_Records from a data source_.
■ ■ ■ ■
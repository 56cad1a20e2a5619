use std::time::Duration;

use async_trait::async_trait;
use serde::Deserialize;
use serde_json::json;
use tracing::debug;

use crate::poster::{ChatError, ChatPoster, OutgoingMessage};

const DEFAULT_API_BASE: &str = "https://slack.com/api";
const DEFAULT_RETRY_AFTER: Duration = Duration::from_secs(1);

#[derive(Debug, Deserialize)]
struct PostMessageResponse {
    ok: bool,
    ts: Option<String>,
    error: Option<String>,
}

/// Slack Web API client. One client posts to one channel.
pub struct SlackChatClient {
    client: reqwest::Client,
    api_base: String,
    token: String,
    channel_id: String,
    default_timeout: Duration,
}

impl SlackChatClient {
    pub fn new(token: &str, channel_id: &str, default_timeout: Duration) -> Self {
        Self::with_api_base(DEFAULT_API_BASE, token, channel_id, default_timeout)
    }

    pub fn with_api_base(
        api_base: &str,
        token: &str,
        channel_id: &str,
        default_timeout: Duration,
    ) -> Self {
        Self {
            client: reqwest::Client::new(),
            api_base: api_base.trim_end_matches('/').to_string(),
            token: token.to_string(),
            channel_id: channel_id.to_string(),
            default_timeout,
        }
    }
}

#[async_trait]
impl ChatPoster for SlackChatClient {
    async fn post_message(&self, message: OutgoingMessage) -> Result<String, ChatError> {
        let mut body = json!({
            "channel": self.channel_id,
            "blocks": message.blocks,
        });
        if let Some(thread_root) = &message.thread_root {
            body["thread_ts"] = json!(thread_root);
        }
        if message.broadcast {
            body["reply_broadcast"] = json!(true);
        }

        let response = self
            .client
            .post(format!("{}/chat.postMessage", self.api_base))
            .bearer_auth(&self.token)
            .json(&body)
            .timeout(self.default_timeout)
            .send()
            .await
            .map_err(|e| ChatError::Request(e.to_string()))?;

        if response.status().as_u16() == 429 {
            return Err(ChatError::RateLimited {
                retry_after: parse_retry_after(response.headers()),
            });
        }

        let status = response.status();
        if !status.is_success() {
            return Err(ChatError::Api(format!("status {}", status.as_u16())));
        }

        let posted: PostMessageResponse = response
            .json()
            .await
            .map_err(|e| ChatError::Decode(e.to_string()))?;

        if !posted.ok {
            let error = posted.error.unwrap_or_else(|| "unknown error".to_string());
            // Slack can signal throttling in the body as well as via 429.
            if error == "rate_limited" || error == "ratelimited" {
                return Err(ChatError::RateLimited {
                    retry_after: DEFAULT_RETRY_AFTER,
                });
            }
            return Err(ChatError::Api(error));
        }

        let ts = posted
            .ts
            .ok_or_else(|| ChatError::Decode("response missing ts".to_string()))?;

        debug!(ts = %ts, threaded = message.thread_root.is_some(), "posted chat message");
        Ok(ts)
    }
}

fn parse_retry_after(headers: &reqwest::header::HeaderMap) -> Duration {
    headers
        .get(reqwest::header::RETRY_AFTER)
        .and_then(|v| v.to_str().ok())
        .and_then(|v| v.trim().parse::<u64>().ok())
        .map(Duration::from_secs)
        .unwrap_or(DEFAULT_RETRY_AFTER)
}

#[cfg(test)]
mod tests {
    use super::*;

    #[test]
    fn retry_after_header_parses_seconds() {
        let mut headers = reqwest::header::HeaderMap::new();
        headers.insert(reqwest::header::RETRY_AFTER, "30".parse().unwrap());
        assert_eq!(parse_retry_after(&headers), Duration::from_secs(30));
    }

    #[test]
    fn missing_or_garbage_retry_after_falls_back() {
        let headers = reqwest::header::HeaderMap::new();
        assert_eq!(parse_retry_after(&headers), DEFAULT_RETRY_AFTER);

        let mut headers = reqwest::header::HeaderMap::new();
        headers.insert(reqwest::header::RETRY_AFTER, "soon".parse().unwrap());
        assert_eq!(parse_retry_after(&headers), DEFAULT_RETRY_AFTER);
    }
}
■ ■ ■ ■
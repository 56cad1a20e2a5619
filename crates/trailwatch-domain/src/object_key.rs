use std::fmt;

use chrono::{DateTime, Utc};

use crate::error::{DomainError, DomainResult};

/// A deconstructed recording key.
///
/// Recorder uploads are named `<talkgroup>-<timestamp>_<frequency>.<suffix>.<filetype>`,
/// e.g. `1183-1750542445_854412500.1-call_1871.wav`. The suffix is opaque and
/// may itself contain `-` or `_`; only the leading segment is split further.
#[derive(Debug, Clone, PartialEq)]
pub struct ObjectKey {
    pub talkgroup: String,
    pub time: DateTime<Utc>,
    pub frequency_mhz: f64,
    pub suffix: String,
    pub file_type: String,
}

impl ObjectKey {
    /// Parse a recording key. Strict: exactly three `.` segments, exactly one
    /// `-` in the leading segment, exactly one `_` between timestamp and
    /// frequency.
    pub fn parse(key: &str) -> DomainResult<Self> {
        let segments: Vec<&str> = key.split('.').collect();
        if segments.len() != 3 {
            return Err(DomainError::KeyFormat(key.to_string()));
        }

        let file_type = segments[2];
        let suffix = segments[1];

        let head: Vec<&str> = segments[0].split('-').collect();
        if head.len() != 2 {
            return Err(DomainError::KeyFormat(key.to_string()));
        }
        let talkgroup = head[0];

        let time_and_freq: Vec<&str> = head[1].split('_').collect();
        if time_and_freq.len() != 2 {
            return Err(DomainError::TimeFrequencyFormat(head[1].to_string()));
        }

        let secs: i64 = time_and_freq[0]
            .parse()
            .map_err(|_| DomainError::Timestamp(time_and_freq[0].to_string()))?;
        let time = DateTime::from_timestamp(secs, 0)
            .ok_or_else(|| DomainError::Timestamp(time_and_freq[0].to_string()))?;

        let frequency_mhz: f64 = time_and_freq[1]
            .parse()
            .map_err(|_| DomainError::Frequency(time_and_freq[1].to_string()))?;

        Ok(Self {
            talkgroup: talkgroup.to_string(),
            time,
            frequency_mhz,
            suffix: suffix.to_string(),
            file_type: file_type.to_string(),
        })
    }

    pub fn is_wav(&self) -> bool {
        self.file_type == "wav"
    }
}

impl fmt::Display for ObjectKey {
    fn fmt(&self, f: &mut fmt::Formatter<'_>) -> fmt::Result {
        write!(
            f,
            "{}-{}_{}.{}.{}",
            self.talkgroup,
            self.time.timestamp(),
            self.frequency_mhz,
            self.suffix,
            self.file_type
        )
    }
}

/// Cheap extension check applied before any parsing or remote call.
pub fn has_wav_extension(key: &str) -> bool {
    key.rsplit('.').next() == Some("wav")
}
■ ■ ■ ■
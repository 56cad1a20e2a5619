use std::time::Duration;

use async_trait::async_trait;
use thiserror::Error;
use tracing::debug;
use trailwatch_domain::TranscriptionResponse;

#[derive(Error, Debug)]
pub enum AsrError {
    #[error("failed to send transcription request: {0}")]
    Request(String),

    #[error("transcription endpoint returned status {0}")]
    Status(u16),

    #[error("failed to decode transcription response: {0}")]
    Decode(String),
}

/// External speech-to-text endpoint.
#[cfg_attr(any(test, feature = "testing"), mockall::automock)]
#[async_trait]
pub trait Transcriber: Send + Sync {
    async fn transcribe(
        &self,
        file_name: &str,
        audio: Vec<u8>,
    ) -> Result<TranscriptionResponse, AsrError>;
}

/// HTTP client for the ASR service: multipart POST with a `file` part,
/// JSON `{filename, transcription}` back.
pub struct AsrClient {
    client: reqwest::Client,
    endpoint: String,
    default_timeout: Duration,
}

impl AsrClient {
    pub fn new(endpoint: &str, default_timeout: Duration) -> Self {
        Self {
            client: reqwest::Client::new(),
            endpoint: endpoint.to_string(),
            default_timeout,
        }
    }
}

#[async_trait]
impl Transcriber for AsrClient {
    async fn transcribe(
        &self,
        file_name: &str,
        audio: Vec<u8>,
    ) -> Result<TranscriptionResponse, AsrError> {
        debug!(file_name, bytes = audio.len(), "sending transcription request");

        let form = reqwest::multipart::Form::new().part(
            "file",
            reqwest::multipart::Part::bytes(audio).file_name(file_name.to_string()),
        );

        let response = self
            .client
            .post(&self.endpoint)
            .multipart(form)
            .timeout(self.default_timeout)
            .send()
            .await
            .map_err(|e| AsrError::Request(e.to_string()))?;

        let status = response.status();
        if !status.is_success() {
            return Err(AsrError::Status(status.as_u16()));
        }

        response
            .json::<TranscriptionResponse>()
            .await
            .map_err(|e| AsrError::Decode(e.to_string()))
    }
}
■ ■ ■ ■
_What to produce_. Within the data above, filter for lines containing the word "audio" and copy each one.

_Expected output_.
        audio: Vec<u8>,
        audio: Vec<u8>,
        debug!(file_name, bytes = audio.len(), "sending transcription request");
            reqwest::multipart::Part::bytes(audio).file_name(file_name.to_string()),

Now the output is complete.